Wie schnell zum Beispiel ein E-Auto fahren und welche Strecken man damit maximal zurücklegen kann, hängt von der eingebauten Leistungselektronik ab – dem Herz der Elektromobilität. Hier sind laut IZM drei Faktoren entscheidend: Platz, Gewicht und Wirkungsgrad. Das Halbleitermaterial Siliziumkarbid erfülle diese Anforderungen optimal, denn es habe einen höheren Wirkungsgrad und könne kompakter verbaut werden als gängige Halbleiter aus bloßem Silizium. Das Bundesforschungsministerium fördert die SiC-Entwicklung seit etwa zehn Jahren, aktuell bis 2020 über das Rahmenprogramm "Mikroelektronik aus Deutschland – Innovationstreiber der Digitalisierung". Der große Einsatz der Forscher habe sich gelohnt, sagte Bundesforschungsministerin Anja Karliczek Anfang Oktober: "Der Transfer von der Forschung in die Praxis ist gelungen. Bosch bringt nun Siliziumkarbid in Serie."

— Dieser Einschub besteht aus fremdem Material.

//! Collaborator-supplied configuration: a small JSON file the daemon reads
//! at startup. Discovery, persistence and interactive setup are out of
//! scope here; this module only knows how to parse and recover from a
//! bad file.

use std::path::{Path, PathBuf};

use serde::Deserialize;
use tracing::warn;

use crate::error::ConfigError;

const LOGS_DIR_ENV_OVERRIDE: &str = "UPWORK_LOGS_DIR";

/// Parsed daemon configuration.
#[derive(Debug, Clone, Default)]
pub struct DaemonConfig {
    pub upwork_logs_dir: PathBuf,
    /// Accepted but not honored — see the design notes on port selection.
    pub web_socket_port: Option<u16>,
    pub log_path: Option<PathBuf>,
    pub debug_mode: bool,
}

#[derive(Debug, Deserialize, Default)]
#[serde(rename_all = "camelCase", default)]
struct RawConfig {
    upwork_logs_dir: Option<PathBuf>,
    web_socket_port: Option<u16>,
    log_path: Option<PathBuf>,
    debug_mode: bool,
}

impl From<RawConfig> for DaemonConfig {
    fn from(raw: RawConfig) -> Self {
        Self {
            upwork_logs_dir: raw.upwork_logs_dir.unwrap_or_default(),
            web_socket_port: raw.web_socket_port,
            log_path: raw.log_path,
            debug_mode: raw.debug_mode,
        }
    }
}

/// Loads configuration from `path`.
///
/// If `path` does not exist, returns defaults. If the file exists but
/// contains invalid JSON, the offending file is renamed to a
/// `<name>.bak-<timestamp>` sibling (best-effort; a rename failure is
/// logged, not fatal) and `ConfigError::InvalidJson` is returned so the
/// caller can fall back to defaults while surfacing the failure.
///
/// The `UPWORK_LOGS_DIR` environment variable, when set, always overrides
/// `upworkLogsDir` regardless of what was parsed from the file.
pub fn load(path: &Path) -> Result<DaemonConfig, ConfigError> {
    let mut config = if path.exists() {
        let contents = std::fs::read_to_string(path).map_err(|source| ConfigError::Read {
            path: path.to_path_buf(),
            source,
        })?;

        let raw: RawConfig = match serde_json::from_str(&contents) {
            Ok(raw) => raw,
            Err(source) => {
                backup_invalid_config(path);
                return Err(ConfigError::InvalidJson {
                    path: path.to_path_buf(),
                    source,
                });
            }
        };

        DaemonConfig::from(raw)
    } else {
        DaemonConfig::default()
    };

    if let Ok(dir) = std::env::var(LOGS_DIR_ENV_OVERRIDE) {
        config.upwork_logs_dir = PathBuf::from(dir);
    }

    Ok(config)
}

fn backup_invalid_config(path: &Path) {
    let suffix = chrono::Local::now()
        .format("%Y-%m-%dT%H-%M-%S%.f")
        .to_string();
    let backup_name = match path.file_name().and_then(|n| n.to_str()) {
        Some(name) => format!("{name}.bak-{suffix}"),
        None => return,
    };
    let backup_path = path.with_file_name(backup_name);

    if let Err(err) = std::fs::rename(path, &backup_path) {
        warn!(
            path = %path.display(),
            backup = %backup_path.display(),
            error = %err,
            "failed to back up invalid config file"
        );
    }
}
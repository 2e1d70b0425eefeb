use crate::config::Config;
use log::LevelFilter;
use simplelog::{self, ConfigBuilder};

/// Modules to filter out from logging when not in Trace mode.
/// The HTTP and TLS stacks under the event stream client log every frame.
const FILTERED_MODULES: &[&str] = &["hyper", "eventsource_client", "rustls", "reqwest", "mio"];

pub struct Logger {}

impl Logger {
    /// Initializes the global logger with configuration based on the provided Config.
    ///
    /// When the log level is set to Trace, all logs including dependency logs are shown.
    /// For all other log levels, verbose dependency logs are filtered out.
    pub fn init_logger(config: &Config) {
        let log_level_filter = Self::convert_level_filter(config.log_level_filter);
        let apply_filters = Self::should_filter_dependencies(config.log_level_filter);
        let log_config = Self::build_log_config(apply_filters);

        // Logs go to stderr so they never interleave with the rendered countdown line.
        simplelog::TermLogger::init(
            log_level_filter,
            log_config,
            simplelog::TerminalMode::Stderr,
            simplelog::ColorChoice::Auto,
        )
        .expect("Failed to start simplelog");
    }

    /// Converts log::LevelFilter to simplelog::LevelFilter.
    fn convert_level_filter(level: LevelFilter) -> simplelog::LevelFilter {
        match level {
            LevelFilter::Off => simplelog::LevelFilter::Off,
            LevelFilter::Error => simplelog::LevelFilter::Error,
            LevelFilter::Warn => simplelog::LevelFilter::Warn,
            LevelFilter::Info => simplelog::LevelFilter::Info,
            LevelFilter::Debug => simplelog::LevelFilter::Debug,
            LevelFilter::Trace => simplelog::LevelFilter::Trace,
        }
    }

    /// Determines whether dependency logging should be filtered.
    ///
    /// Returns `false` for Trace level (show all logs), `true` for all other levels.
    fn should_filter_dependencies(level: LevelFilter) -> bool {
        level != LevelFilter::Trace
    }

    /// Builds a simplelog Config with optional module filtering.
    ///
    /// When `apply_filters` is true, logs from noisy dependencies are suppressed.
    fn build_log_config(apply_filters: bool) -> simplelog::Config {
        let mut builder = ConfigBuilder::new();
        builder.set_time_format_rfc3339();

        if apply_filters {
            for module in FILTERED_MODULES {
                builder.add_filter_ignore_str(module);
            }
        }

        builder.build()
    }
}
use domain::otp::parse_endpoint;
use domain::{Dispatch, OtpComponent, OtpLength};
use log::*;
use service::{config::Config, logging::Logger};
use sse::EventSourceConnector;

mod render;

use render::Renderer;

enum Step {
    Shutdown,
    Dispatch(Option<Dispatch>),
}

#[tokio::main]
async fn main() {
    let config = Config::new();
    Logger::init_logger(&config as &Config);

    if let Err(e) = run(&config).await {
        error!("{e:#}");
        std::process::exit(1);
    }
}

async fn run(config: &Config) -> anyhow::Result<()> {
    let endpoint = parse_endpoint(config.backend_url())?;
    let length = OtpLength::try_from(config.digits)?;

    let mut component = OtpComponent::new(EventSourceConnector::new(), endpoint)
        .with_length(length);
    let mut renderer = Renderer::new();

    component.generate();
    renderer.render(&component.view());

    let shutdown = tokio::signal::ctrl_c();
    tokio::pin!(shutdown);

    loop {
        let step = tokio::select! {
            _ = &mut shutdown => Step::Shutdown,
            dispatch = component.next_dispatch() => Step::Dispatch(dispatch),
        };

        match step {
            Step::Shutdown => {
                info!("Interrupted, closing OTP stream");
                component.teardown();
                return Ok(());
            }
            Step::Dispatch(Some(dispatch)) => {
                component.apply(dispatch);

                let view = component.view();
                renderer.render(&view);

                if config.once && view.generated && view.time_left == 0 {
                    component.teardown();
                    return Ok(());
                }
            }
            // Nothing left to wait for: the request failed and is not retried.
            Step::Dispatch(None) => break,
        }
    }

    match &component.state().error {
        Some(message) => anyhow::bail!("{message}"),
        None => Ok(()),
    }
}
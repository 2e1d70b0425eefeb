use clap::builder::TypedValueParser as _;
use clap::Parser;
use dotenvy::dotenv;
use log::LevelFilter;

/// Default OTP backend endpoint used when `BACKEND_URL` is not set.
pub const DEFAULT_BACKEND_URL: &str = "https://otp-generator-bkbr.onrender.com/api/otp/generate";

/// Digit lengths the backend knows how to generate.
const SUPPORTED_DIGITS: [&str; 2] = ["3", "6"];

#[derive(Clone, Debug, Parser)]
#[command(author, version, about, long_about = None)]
pub struct Config {
    /// The OTP generation endpoint. The selected digit length is appended as
    /// the `digits` query parameter.
    #[arg(short, long, env, default_value = DEFAULT_BACKEND_URL)]
    backend_url: String,

    /// Number of digits to request for each one-time password
    #[arg(
        short,
        long,
        env,
        default_value = "6",
        value_parser = clap::builder::PossibleValuesParser::new(SUPPORTED_DIGITS)
            .map(|s| s.parse::<u8>().unwrap()),
        )]
    pub digits: u8,

    /// Exit once the countdown of the first received code reaches zero
    #[arg(long, env, default_value_t = false)]
    pub once: bool,

    /// Set the log level verbosity threshold (level) to control what gets displayed on console output
    #[arg(
        short,
        long,
        env,
        default_value_t = LevelFilter::Warn,
        value_parser = clap::builder::PossibleValuesParser::new(["OFF", "ERROR", "WARN", "INFO", "DEBUG", "TRACE"])
            .map(|s| s.parse::<LevelFilter>().unwrap()),
        )]
    pub log_level_filter: LevelFilter,
}

impl Default for Config {
    fn default() -> Self {
        Self::new()
    }
}

impl Config {
    pub fn new() -> Self {
        // Load .env file first
        dotenv().ok();
        // Then parse the command line parameters and flags
        Config::parse()
    }

    pub fn backend_url(&self) -> &str {
        &self.backend_url
    }

    pub fn set_backend_url(mut self, backend_url: String) -> Self {
        self.backend_url = backend_url;
        self
    }
}

#[cfg(test)]
mod tests {
    use super::*;

    #[test]
    fn defaults_request_six_digits_from_the_public_backend() {
        let config = Config::try_parse_from(["otp_countdown"]).unwrap();

        assert_eq!(config.backend_url(), DEFAULT_BACKEND_URL);
        assert_eq!(config.digits, 6);
        assert!(!config.once);
        assert_eq!(config.log_level_filter, LevelFilter::Warn);
    }

    #[test]
    fn accepts_three_digits() {
        let config = Config::try_parse_from(["otp_countdown", "--digits", "3"])
            .unwrap();
        assert_eq!(config.digits, 3);
    }

    #[test]
    fn rejects_unsupported_digit_lengths() {
        let result = Config::try_parse_from(["otp_countdown", "--digits", "4"]);
        assert!(result.is_err());
    }

    #[test]
    fn backend_url_can_be_overridden() {
        let config = Config::try_parse_from(["otp_countdown"])
            .unwrap()
            .set_backend_url("http://localhost:8080/api/otp/generate".to_string());

        assert_eq!(
            config.backend_url(),
            "http://localhost:8080/api/otp/generate"
        );
    }
}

Industrielle Fertigung ist die Richtschnur

Laut IZM fahren bereits vereinzelt E-Autos mit SiC-Halbleitern, doch bestehe hier noch erhebliches Potenzial, die Effizienz des SiC voll auszuschöpfen, sagt Lars Böttcher, Gruppenleiter IZM und Teilprojektleiter für das vom BMBF geförderte SiC-Modul-Projekt. Der Schlüssel für den Erfolg von SiC liege im Packaging der Halbleiter. Um das Material auch für die großtechnische Fertigung zu verwenden, würden in dem aktuellen Projekt Rahmenbedingungen aus der Industrie von Anfang an bedacht. Zum Beispiel beruhe das Modul, welches in dem Projekt entwickelt wird, auf einem klassischen Leiterplattenaufbau, wie er in der Industrie bereits etabliert und leicht umsetzbar sei. Gleichzeitig würden in dem Modul die neuesten Erkenntnisse aus der Forschung verbaut: Der Halbleiter werde nicht mit einer Drahtbondverbindung kontaktiert, sondern direkt über einen galvanisch hergestellten Kupferkontakt in die Schaltung eingebettet, so dass die Kabellänge verkürzt und die Leistungsführung optimiert werden könne.